Elizabeth, thanks for the advice but I prefer to try 2 or 3 things at a time. If I feel worse then I will not know which one it is and so then I will have to try them one at a time. However, there are so many things to try so I like to move things on a bit if I can. I have been taking the VSL#3 for 8 days so far. It hasn't made me feel any worse and neither has the Activia, and it is too early to see any improvement but I will report back in due course. I was hoping to hear from others here who had tried VSL#3 and had some success but alas nobody has come forward, not very promising.


----------



## idkwia (Feb 26, 2009)

Here is my update. I have now taken VSL#3 for the last month and alas no improvement.
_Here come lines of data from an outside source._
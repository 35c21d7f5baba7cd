//! The B+-tree-derived inner node index (spec §4.2, component C3).
//!
//! Nodes live in a [`slab::Slab`] arena owned by the tree façade
//! ([`crate::tree::IntervalTree`]) and refer to each other by [`NodeKey`].
//! This mirrors the arena-of-indices shape the spec's design notes call for
//! when modelling cyclic sibling references (§9: "model these as
//! non-owning indices into the tree's node store").
use std::rc::Rc;

use slab::Slab;
use tracing::{trace, warn};

use crate::bin::{BinRemoveOutcome, DataBin, InsertCursor};
use crate::error::TreeError;
use crate::props::{Filler, InsertProps, RemoveProps, TraverseProps};
use crate::range::ChrRange;
use crate::slot::Slot;
use crate::value::IntervalValue;

/// An index into the tree's node arena.
#[derive(Clone, Copy, Debug, PartialEq, Eq, Hash)]
pub struct NodeKey(usize);

/// Either the node's children are other inner nodes (`reverse_depth > 0`)
/// or leaf-level slots (`reverse_depth == 0`); a node is never a mix of the
/// two (spec §3 invariant 3: "all leaf-level nodes share the same
/// reverseDepth = 0").
#[derive(Clone, Debug)]
pub enum Children<V: IntervalValue> {
    Inner(Vec<NodeKey>),
    Leaf(Vec<Slot<V>>),
}

impl<V: IntervalValue> Children<V> {
    pub fn len(&self) -> usize {
        match self {
            Children::Inner(v) => v.len(),
            Children::Leaf(v) => v.len(),
        }
    }

    pub fn is_empty(&self) -> bool {
        self.len() == 0
    }
}
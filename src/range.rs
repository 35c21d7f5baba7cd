//! `ChrRange` for capturing per-chromosome coordinate ranges.
use std::fmt::{Debug, Display, Formatter};

use crate::error::TreeError;

/// A half-open coordinate range `[start, end)` on a single chromosome.
///
/// This is the "covering range" unit the tree is built over and the unit
/// callers pass to `insert`/`traverse`/`get_uncached_range`. It carries no
/// payload of its own; the opaque interval values stored in the tree
/// (`IntervalValue`) carry the same `chr`/`start`/`end` shape plus a payload.
#[derive(Clone, Eq, PartialEq, Hash)]
pub struct ChrRange {
    pub chr: String,
    pub start: i64,
    pub end: i64,
}

impl ChrRange {
    /// Constructs a new range, validating `start < end`.
    ///
    /// # Example
    /// ```rust
    /// use interval_bin_tree::ChrRange;
    /// let range = ChrRange::new("chr1", 1, 2000).unwrap();
    /// assert_eq!(range.start, 1);
    /// assert_eq!(range.end, 2000);
    /// ```
    pub fn new(chr: impl Into<String>, start: i64, end: i64) -> Result<Self, TreeError> {
        if start >= end {
            return Err(TreeError::InvalidRange {
                message: format!("start {start} must be strictly less than end {end}"),
            });
        }
        Ok(Self {
            chr: chr.into(),
            start,
            end,
        })
    }

    /// Constructs a range without validating `start < end`. Used internally
    /// where the caller has already established the invariant (e.g. slicing
    /// an already-valid range at an interior key).
    pub(crate) fn new_unchecked(chr: impl Into<String>, start: i64, end: i64) -> Self {
        Self {
            chr: chr.into(),
            start,
            end,
        }
    }

    /// Whether this range overlaps `other` (same chromosome, coordinates
    /// intersect as half-open intervals).
    pub fn overlaps(&self, other: &ChrRange) -> bool {
        self.chr == other.chr && self.start < other.end && other.start < self.end
    }

    /// Clips `self` down to the overlap with `other`. Returns `None` if they
    /// do not overlap.
    pub fn truncated_to(&self, other: &ChrRange) -> Option<ChrRange> {
        if !self.overlaps(other) {
            return None;
        }
        Some(ChrRange::new_unchecked(
            self.chr.clone(),
            self.start.max(other.start),
            self.end.min(other.end),
        ))
    }

    pub fn region_to_string(&self) -> String {
        format!("{}:{}-{}", self.chr, self.start, self.end)
    }
}

impl Debug for ChrRange {
    fn fmt(&self, f: &mut Formatter<'_>) -> std::fmt::Result {
        write!(f, "{}", self.region_to_string())
    }
}

impl Display for ChrRange {
    fn fmt(&self, f: &mut Formatter<'_>) -> std::fmt::Result {
        write!(f, "{}", self.region_to_string())
    }
}

#[cfg(test)]
mod test {
    use super::*;

    #[test]
    fn new_rejects_empty_range() {
        assert!(ChrRange::new("chr1", 10, 10).is_err());
        assert!(ChrRange::new("chr1", 10, 5).is_err());
    }

    #[test]
    fn overlaps_requires_same_chromosome() {
        let a = ChrRange::new("chr1", 0, 10).unwrap();
        let b = ChrRange::new("chr2", 0, 10).unwrap();
        assert!(!a.overlaps(&b));
    }

    #[test]
    fn truncated_to_clips_to_intersection() {
        let a = ChrRange::new("chr1", 0, 100).unwrap();
        let b = ChrRange::new("chr1", 50, 200).unwrap();
        let c = a.truncated_to(&b).unwrap();
        assert_eq!((c.start, c.end), (50, 100));
    }

    #[test]
    fn truncated_to_none_when_disjoint() {
        let a = ChrRange::new("chr1", 0, 10).unwrap();
        let b = ChrRange::new("chr1", 20, 30).unwrap();
        assert!(a.truncated_to(&b).is_none());
    }
}
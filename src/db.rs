use sqlx::MySqlPool;
use sqlx::mysql::MySqlPoolOptions;

pub async fn init_db(database_url: &str, max_connections: u32) -> MySqlPool {
    MySqlPoolOptions::new()
        .max_connections(max_connections)
        .connect(database_url)
        .await
        .expect("Failed to connect to database")
}
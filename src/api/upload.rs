use std::collections::HashMap;

use actix_multipart::Multipart;
use futures_util::StreamExt;
use tracing::debug;

use crate::error::{AppError, AppResult};

/// A file part of a multipart form.
#[derive(Debug)]
pub struct UploadedFile {
    pub file_name: Option<String>,
    pub content_type: Option<String>,
    pub bytes: Vec<u8>,
}

/// Text fields and file parts of a multipart form, by field name.
#[derive(Debug, Default)]
pub struct UploadForm {
    pub fields: HashMap<String, String>,
    pub files: HashMap<String, UploadedFile>,
}

impl UploadForm {
    /// Trimmed text field; blank counts as absent.
    pub fn text(&self, name: &str) -> Option<String> {
        self.fields
            .get(name)
            .map(|v| v.trim().to_string())
            .filter(|v| !v.is_empty())
    }

    pub fn take_file(&mut self, name: &str) -> AppResult<UploadedFile> {
        self.files
            .remove(name)
            .ok_or_else(|| AppError::BadRequest(format!("Missing multipart field `{name}`")))
    }
}

/// Buffer the whole form. Parts with a filename are files, the rest text.
/// The combined size may not exceed `max_bytes`.
pub async fn read_form(mut payload: Multipart, max_bytes: usize) -> AppResult<UploadForm> {
    let mut form = UploadForm::default();
    let mut total = 0usize;

    while let Some(field) = payload.next().await {
        let mut field =
            field.map_err(|e| AppError::BadRequest(format!("Malformed multipart body: {e}")))?;

        let name = field.name().unwrap_or_default().to_string();
        let file_name = field
            .content_disposition()
            .and_then(|cd| cd.get_filename())
            .map(str::to_string);
        let content_type = field.content_type().map(|m| m.essence_str().to_string());

        let mut bytes = Vec::new();
        while let Some(chunk) = field.next().await {
            let chunk =
                chunk.map_err(|e| AppError::BadRequest(format!("Malformed multipart body: {e}")))?;
            total += chunk.len();
            if total > max_bytes {
                return Err(AppError::BadRequest(format!(
                    "Upload exceeds the {max_bytes} byte limit"
                )));
            }
            bytes.extend_from_slice(&chunk);
        }
        debug!(field = %name, size = bytes.len(), file = ?file_name, "Read multipart field");

        match file_name {
            Some(_) => {
                form.files.insert(
                    name,
                    UploadedFile {
                        file_name,
                        content_type,
                        bytes,
                    },
                );
            }
            None => {
                let text = String::from_utf8(bytes).map_err(|_| {
                    AppError::BadRequest(format!("Field `{name}` is not valid UTF-8"))
                })?;
                form.fields.insert(name, text);
            }
        }
    }

    Ok(form)
}

#[cfg(test)]
mod tests {
    use super::*;

    #[test]
    fn blank_text_fields_count_as_absent() {
        let mut form = UploadForm::default();
        form.fields.insert("name".into(), "  Salary 2025 ".into());
        form.fields.insert("description".into(), "   ".into());
        assert_eq!(form.text("name").as_deref(), Some("Salary 2025"));
        assert_eq!(form.text("description"), None);
        assert!(matches!(form.take_file("file"), Err(AppError::BadRequest(_))));
    }
}
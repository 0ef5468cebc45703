use tracing::{debug, warn};

use crate::model::employee::Employee;

/// Resolve a free-text employee number from an imported row.
///
/// `candidates` must already be scoped to the importing user. An exact
/// string match wins; otherwise both sides are compared as integers so
/// that `"007"` finds an employee stored as `"7"`. When several stored
/// numbers normalize to the same integer the first one in `candidates`
/// is returned.
pub fn find_employee<'a>(candidates: &'a [Employee], employee_number: &str) -> Option<&'a Employee> {
    let wanted = employee_number.trim();
    if wanted.is_empty() {
        return None;
    }

    if let Some(exact) = candidates.iter().find(|e| e.employee_number == wanted) {
        return Some(exact);
    }

    let Ok(wanted_int) = wanted.parse::<i64>() else {
        warn!(employee_number = wanted, "No employee matches non-numeric number");
        return None;
    };

    let found = candidates
        .iter()
        .find(|e| e.employee_number.trim().parse::<i64>().ok() == Some(wanted_int));

    match found {
        Some(emp) => {
            debug!(
                csv = wanted,
                stored = %emp.employee_number,
                employee_id = emp.id,
                "Employee matched by numeric value"
            );
            Some(emp)
        }
        None => {
            warn!(employee_number = wanted, "No employee matches employee number");
            None
        }
    }
}

#[cfg(test)]
pub(crate) mod tests {
    use super::*;
    use chrono::Utc;

    pub(crate) fn employee(id: u64, number: &str) -> Employee {
        Employee {
            id,
            user_id: 1,
            employee_number: number.to_string(),
            name: format!("Employee {number}"),
            hire_date: None,
            resignation_date: None,
            kincone_name: None,
            freee_name: None,
            kiwi_name: None,
            remote_allowance: false,
            is_active: true,
            created_at: Utc::now(),
            updated_at: Utc::now(),
        }
    }

    #[test]
    fn leading_zeros_match_numeric_value() {
        let staff = vec![employee(1, "12"), employee(2, "7")];
        assert_eq!(find_employee(&staff, "007").map(|e| e.id), Some(2));
        assert_eq!(find_employee(&staff, "7").map(|e| e.id), Some(2));
    }

    #[test]
    fn exact_match_beats_numeric_equivalence() {
        let staff = vec![employee(1, "0100"), employee(2, "100")];
        assert_eq!(find_employee(&staff, "100").map(|e| e.id), Some(2));
        assert_eq!(find_employee(&staff, "0100").map(|e| e.id), Some(1));
    }

    #[test]
    fn non_numeric_input_only_matches_exactly() {
        let staff = vec![employee(1, "A-7"), employee(2, "7")];
        assert_eq!(find_employee(&staff, "A-7").map(|e| e.id), Some(1));
        assert!(find_employee(&staff, "a-7").is_none());
        assert!(find_employee(&staff, "7a").is_none());
    }

    #[test]
    fn blank_or_unknown_numbers_match_nothing() {
        let staff = vec![employee(1, "7")];
        assert!(find_employee(&staff, "  ").is_none());
        assert!(find_employee(&staff, "8").is_none());
    }

    #[test]
    fn stored_numbers_that_do_not_parse_are_skipped() {
        let staff = vec![employee(1, "X1"), employee(2, "001")];
        assert_eq!(find_employee(&staff, "1").map(|e| e.id), Some(2));
    }
}
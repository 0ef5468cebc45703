use actix_multipart::Multipart;
use actix_web::http::header::{CONTENT_TYPE, ContentDisposition, DispositionParam, DispositionType};
use actix_web::{HttpResponse, Responder, web};
use serde_json::json;
use sqlx::MySqlPool;
use tracing::{info, warn};

use crate::api::upload::read_form;
use crate::auth::auth::AuthUser;
use crate::config::Config;
use crate::error::{AppError, AppResult};
use crate::model::excel_template::{ExcelTemplateSummary, NewExcelTemplate, XLS_MIME, XLSX_MIME};
use crate::repository::templates;

fn is_spreadsheet(content_type: Option<&str>) -> bool {
    matches!(content_type, Some(XLSX_MIME) | Some(XLS_MIME))
}

pub(crate) fn attachment(file_name: &str) -> ContentDisposition {
    ContentDisposition {
        disposition: DispositionType::Attachment,
        parameters: vec![DispositionParam::Filename(file_name.to_string())],
    }
}

/// List Templates
///
/// The caller's templates, newest upload first.
#[utoipa::path(
    get,
    path = "/api/excel-templates",
    responses(
        (status = 200, description = "Template list without file contents", body = [ExcelTemplateSummary])
    ),
    tag = "Template",
    security(
        ("bearer_auth" = [])
    )
)]
pub async fn list_templates(
    auth: AuthUser,
    pool: web::Data<MySqlPool>,
) -> AppResult<impl Responder> {
    let mut conn = pool.acquire().await?;
    let rows = templates::list_owned(&mut conn, auth.user_id).await?;
    Ok(HttpResponse::Ok().json(rows))
}

/// Upload Template
///
/// Multipart fields `name`, optional `description`, and `file`
/// (`.xlsx` or `.xls`). Versions count up per user: `1.0`, `2.0`, ...
#[utoipa::path(
    post,
    path = "/api/excel-templates",
    request_body(content_type = "multipart/form-data", content = Object),
    responses(
        (status = 200, description = "Template stored", body = ExcelTemplateSummary),
        (status = 400, description = "Missing name or not an Excel file", body = Object, example = json!({
            "message": "Only Excel files (.xlsx or .xls) can be uploaded"
        }))
    ),
    tag = "Template",
    security(
        ("bearer_auth" = [])
    )
)]
pub async fn upload_template(
    auth: AuthUser,
    pool: web::Data<MySqlPool>,
    config: web::Data<Config>,
    payload: Multipart,
) -> AppResult<impl Responder> {
    let mut form = read_form(payload, config.max_upload_bytes).await?;
    let name = form
        .text("name")
        .ok_or_else(|| AppError::BadRequest("Template name is required".into()))?;
    let file = form.take_file("file")?;

    if !is_spreadsheet(file.content_type.as_deref()) {
        warn!(content_type = ?file.content_type, "Rejected template upload");
        return Err(AppError::BadRequest(
            "Only Excel files (.xlsx or .xls) can be uploaded".into(),
        ));
    }
    if file.bytes.is_empty() {
        return Err(AppError::BadRequest("Template file is empty".into()));
    }

    let new = NewExcelTemplate {
        name,
        description: form.text("description"),
        file_name: file.file_name.unwrap_or_else(|| "template.xlsx".to_string()),
        mime_type: file.content_type.unwrap_or_else(|| XLSX_MIME.to_string()),
        file_data: file.bytes,
    };

    let mut tx = pool.begin().await?;
    let id = templates::insert(&mut tx, auth.user_id, &new).await?;
    let stored = templates::find_summary(&mut tx, id)
        .await?
        .ok_or_else(|| AppError::Internal(format!("template {id} vanished after insert")))?;
    tx.commit().await?;

    info!(
        id,
        name = %stored.name,
        version = %stored.version,
        size = new.file_data.len(),
        user_id = auth.user_id,
        "Template uploaded"
    );
    Ok(HttpResponse::Ok().json(stored))
}

/// Download Template
#[utoipa::path(
    get,
    path = "/api/excel-templates/{template_id}/download",
    params(
        ("template_id", Path, description = "Template ID")
    ),
    responses(
        (status = 200, description = "Workbook bytes", content_type = "application/octet-stream"),
        (status = 404, description = "Template not found")
    ),
    tag = "Template",
    security(
        ("bearer_auth" = [])
    )
)]
pub async fn download_template(
    auth: AuthUser,
    pool: web::Data<MySqlPool>,
    path: web::Path<u64>,
) -> AppResult<impl Responder> {
    let mut conn = pool.acquire().await?;
    let template = templates::find_owned(&mut conn, path.into_inner(), auth.user_id)
        .await?
        .ok_or_else(|| AppError::not_found("Template"))?;

    Ok(HttpResponse::Ok()
        .insert_header((CONTENT_TYPE, template.mime_type))
        .insert_header(attachment(&template.file_name))
        .body(template.file_data))
}

/// Delete Template
#[utoipa::path(
    delete,
    path = "/api/excel-templates/{template_id}",
    params(
        ("template_id", Path, description = "Template ID")
    ),
    responses(
        (status = 200, description = "Successfully deleted", body = Object, example = json!({
            "message": "Template deleted successfully"
        })),
        (status = 404, description = "Template not found")
    ),
    tag = "Template",
    security(
        ("bearer_auth" = [])
    )
)]
pub async fn delete_template(
    auth: AuthUser,
    pool: web::Data<MySqlPool>,
    path: web::Path<u64>,
) -> AppResult<impl Responder> {
    let template_id = path.into_inner();
    let mut conn = pool.acquire().await?;
    if templates::delete_owned(&mut conn, template_id, auth.user_id).await? == 0 {
        return Err(AppError::not_found("Template"));
    }

    info!(template_id, user_id = auth.user_id, "Template deleted");
    Ok(HttpResponse::Ok().json(json!({
        "message": "Template deleted successfully"
    })))
}

#[cfg(test)]
mod tests {
    use super::*;

    #[test]
    fn only_excel_mime_types_are_accepted() {
        assert!(is_spreadsheet(Some(XLSX_MIME)));
        assert!(is_spreadsheet(Some(XLS_MIME)));
        assert!(!is_spreadsheet(Some("text/csv")));
        assert!(!is_spreadsheet(Some("application/octet-stream")));
        assert!(!is_spreadsheet(None));
    }

    #[test]
    fn attachment_header_carries_file_name() {
        let header = attachment("salary.xlsx");
        assert!(header.is_attachment());
        assert_eq!(header.get_filename(), Some("salary.xlsx"));
    }
}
I took 1 sachet per day. It does say you can take between 1 and 4 sachets per day. Considering that there are 450 billion cultures in each capsule which makes it by far the strongest on the market I figured 1 was enough. It is also quite expensive but if it had helped my symptoms I would be happy to pay ten times the price. Not heard here from anyone else who had success with this so maybe I should move on. I should say that I recently saw a top GI doc who suggested VSL#3 but I guess it just didn't suit me.


----------



## Thai (Aug 22, 2007)

Or you didn't take enough??Thai


----------



## idkwia (Feb 26, 2009)

Thai said:


> Or you didn't take enough??Thai


Thai, well you may be right. Do you use VSL#3 and if so have you had good results and if so what amount do you take?My thought process was that VSL#3 sachets have 450 billion cultures per capsule which is by far and away more than any other probiotic. As an example Align is very popular but it only has 1 million cultures. In addition I was also taking Natrens Healthy Trinity which have 60 billion cultures. So I thought that this should be more than enough.


----------



## IanRamsay (Nov 23, 2008)

Hi450 Bil is right at the top end of what i would call an acceptable dose on a daily basis. there is only so much bacteria that the human body can process at one time. as you have given it a month, move on mate. to be honest, alot of people have teh same response as you have to VSL 3. its just hit and miss.cheersIan


----------



## Thai (Aug 22, 2007)

Sorry for the delay in my response.Have been laid up.To answer your ?.....no I do not take VSL#3The reason that I asked was that you said the box said to take 1-4 sachets per day and you only took one.If it was me, I would have started at one and gone up from there if there was no change.Go up to the four and then if there is no change.........give up and try something else.Just my way of going about this whole trial and error procedure that we are all on.Thai


----------



## idkwia (Feb 26, 2009)

Thanks to both Ian and Thai.Like Ian, I just thought that up to 4 sachets a day is too much. Also, I had seen results of a number of trials for VSL#3 and none of them had showed much in the way of significant improvement so I thought that 1 a day for a month was enough. So I have moved on.


----------